Readings for Week 2, February 2–Population thinking

In Class matters on January 26, 2010 by ariew

Dear Phil Sciers,

On Feb. 2 we’ll discuss a major conceptual theme that grows out of our class discussion today, “population thinking”.  Famously Ernst Mayr said that one of Darwin’s greatest achievements is introducing population thinking to biology in opposition to typological thinking.  What is population thinking?  That sounds like good sloganeering but what does it really mean?  Sometimes Mayr suggests that population thinking and typological thinking are contrasting metaphysical theses about what there is in the world (either types or variation are “real”).  But, there’s no explicit discussions of metaphysics (except for disdainful ones) in Darwin’s writings.  Some historians take “population thinking” to refer to a methodological (rather than a metaphysical) issue concerning how to understand and analyze heteorgeneous populations.  To them, the ultimate population thinkers are Galton, Mendel, Fisher, Wright and Haldane in virtue of their pioneering statistical techniques in biology.  But, if that’s the case, Darwin is no population thinker.  He employs no statistical terms or concepts besides the quite obvious idea (that every gambler know) that small differences become evident in the long run (think slightly weighted dice and their respected outcomes).  So, the issue is, what exactly is population thinking that Darwin pioneered?

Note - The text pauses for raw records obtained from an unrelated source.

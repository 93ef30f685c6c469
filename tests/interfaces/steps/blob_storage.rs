//! BlobStorage contract step definitions.

use std::sync::Arc;

use cloud_testkit::capability::{BlobStorage, CapabilityError};
use cucumber::{given, then, when, World};

use crate::backend::{CloudBackend, CloudContext};

/// Test context for BlobStorage scenarios.
#[derive(Debug, World)]
#[world(init = Self::new)]
pub struct BlobStorageWorld {
    backend: CloudBackend,
    context: Option<CloudContext>,
    last_error: Option<CapabilityError>,
}

impl BlobStorageWorld {
    fn new() -> Self {
        Self {
            backend: CloudBackend::from_env(),
            context: None,
            last_error: None,
        }
    }

    fn context(&self) -> &CloudContext {
        self.context.as_ref().expect("Cloud context not initialized")
    }

    fn blobs(&self) -> Arc<dyn BlobStorage> {
        self.context().blob_storage()
    }

    fn bucket(&self, logical: &str) -> String {
        self.context().name(logical)
    }

    fn record(&mut self, result: Result<(), CapabilityError>) {
        if let Err(e) = result {
            self.last_error = Some(e);
        }
    }
}

// --- Background ---

#[given("a BlobStorage backend")]
async fn given_blob_backend(world: &mut BlobStorageWorld) {
    println!("Using backend: {}", world.backend.name());
    world.context = Some(CloudContext::new(world.backend));
}

// --- Given steps ---

#[given(expr = "bucket {string} exists")]
async fn given_bucket_exists(world: &mut BlobStorageWorld, bucket: String) {
    let bucket = world.bucket(&bucket);
    world
        .blobs()
        .ensure_bucket(&bucket)
        .await
        .expect("Failed to ensure bucket");
}

#[given(expr = "objects {string} in bucket {string}")]
async fn given_objects(world: &mut BlobStorageWorld, keys: String, bucket: String) {
    let bucket = world.bucket(&bucket);
    let blobs = world.blobs();
    for key in keys.split(',').map(str::trim) {
        blobs
            .put_object(&bucket, key, key.as_bytes().to_vec(), "text/plain")
            .await
            .expect("Failed to put object");
    }
}

// --- When steps ---

#[when(expr = "I ensure bucket {string} twice")]
async fn when_ensure_bucket_twice(world: &mut BlobStorageWorld, bucket: String) {
    let bucket = world.bucket(&bucket);
    let blobs = world.blobs();
    for _ in 0..2 {
        let result = blobs.ensure_bucket(&bucket).await;
        world.record(result);
    }
}

#[when(expr = "I put object {string} with content {string} into bucket {string}")]
async fn when_put_object(world: &mut BlobStorageWorld, key: String, content: String, bucket: String) {
    let bucket = world.bucket(&bucket);
    let result = world
        .blobs()
        .put_object(&bucket, &key, content.into_bytes(), "text/plain")
        .await;
    world.record(result);
}

#[when(expr = "I delete object {string} from bucket {string}")]
async fn when_delete_object(world: &mut BlobStorageWorld, key: String, bucket: String) {
    let bucket = world.bucket(&bucket);
    let result = world.blobs().delete_object(&bucket, &key).await;
    world.record(result);
}

#[when(expr = "I delete bucket {string}")]
async fn when_delete_bucket(world: &mut BlobStorageWorld, bucket: String) {
    let bucket = world.bucket(&bucket);
    let result = world.blobs().delete_bucket(&bucket).await;
    world.record(result);
}

// --- Then steps ---

#[then("no error occurred")]
async fn then_no_error(world: &mut BlobStorageWorld) {
    assert!(
        world.last_error.is_none(),
        "Unexpected error: {:?}",
        world.last_error
    );
}

#[then("an invalid argument error occurred")]
async fn then_invalid_argument(world: &mut BlobStorageWorld) {
    assert!(
        matches!(world.last_error, Some(CapabilityError::InvalidArgument(_))),
        "Expected invalid argument, got {:?}",
        world.last_error
    );
}

#[then(expr = "object {string} in bucket {string} has content {string}")]
async fn then_object_content(world: &mut BlobStorageWorld, key: String, bucket: String, content: String) {
    let bucket = world.bucket(&bucket);
    let stored = world
        .blobs()
        .get_string(&bucket, &key)
        .await
        .expect("Failed to get object");
    assert_eq!(stored.as_deref(), Some(content.as_str()));
}

#[then(expr = "object {string} in bucket {string} is absent")]
async fn then_object_absent(world: &mut BlobStorageWorld, key: String, bucket: String) {
    let bucket = world.bucket(&bucket);
    let stored = world
        .blobs()
        .get_object(&bucket, &key)
        .await
        .expect("Reading a missing object must not fail");
    assert!(stored.is_none());
}

#[then(expr = "object {string} exists in bucket {string}")]
async fn then_object_exists(world: &mut BlobStorageWorld, key: String, bucket: String) {
    let bucket = world.bucket(&bucket);
    assert!(world.blobs().exists(&bucket, &key).await.expect("exists failed"));
}

#[then(expr = "object {string} does not exist in bucket {string}")]
async fn then_object_not_exists(world: &mut BlobStorageWorld, key: String, bucket: String) {
    let bucket = world.bucket(&bucket);
    assert!(!world.blobs().exists(&bucket, &key).await.expect("exists failed"));
}

#[then(expr = "listing bucket {string} with prefix {string} returns {int} keys")]
async fn then_list_with_prefix(world: &mut BlobStorageWorld, bucket: String, prefix: String, count: usize) {
    let bucket = world.bucket(&bucket);
    let keys = world
        .blobs()
        .list_keys(&bucket, Some(&prefix))
        .await
        .expect("Failed to list keys");
    assert_eq!(keys.len(), count, "keys: {:?}", keys);
    assert!(keys.iter().all(|k| k.starts_with(&prefix)));
}

#[then(expr = "listing bucket {string} without prefix returns {int} keys")]
async fn then_list_all(world: &mut BlobStorageWorld, bucket: String, count: usize) {
    let bucket = world.bucket(&bucket);
    let keys = world
        .blobs()
        .list_keys(&bucket, None)
        .await
        .expect("Failed to list keys");
    assert_eq!(keys.len(), count, "keys: {:?}", keys);
}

For my part (and my interests) the population thinking issue is a foil to further clarify the difference between Darwin’s non-statistical version of natural selection and the modern statistical versions of natural selection.

The readings for this week are (see class folder):

Mayr, E. (1972) “The Nature of the Darwinian Revolution”. Science, New Series, Vol. 176, No. 4038, pp. 981ff.

Sober, E. (1980) “Evolution, population thinking, and essentialism”, Philosophy of Science, Vol. 47, No. 3, pp. 350ff

Ariew, A (2008) “Population Thinking”.  David Hull and Michael Ruse (eds.) Oxford Companion to Philosophy of Biology. OUP Press.

I added another paper, more historical, about how Darwin understood the potential power of statistical thinking but decided to ignore it when formulating his version of natural selection.  It has a terrible title:

Ariew, A (2007) “Under the influence of Malthus’s law of population growth: Darwin eschews the statistical techniques of Aldolphe Quetelet”, Studies in History and Philosophy of Biological and Biomedical Sciences. Vol. 38, pp. 1-19.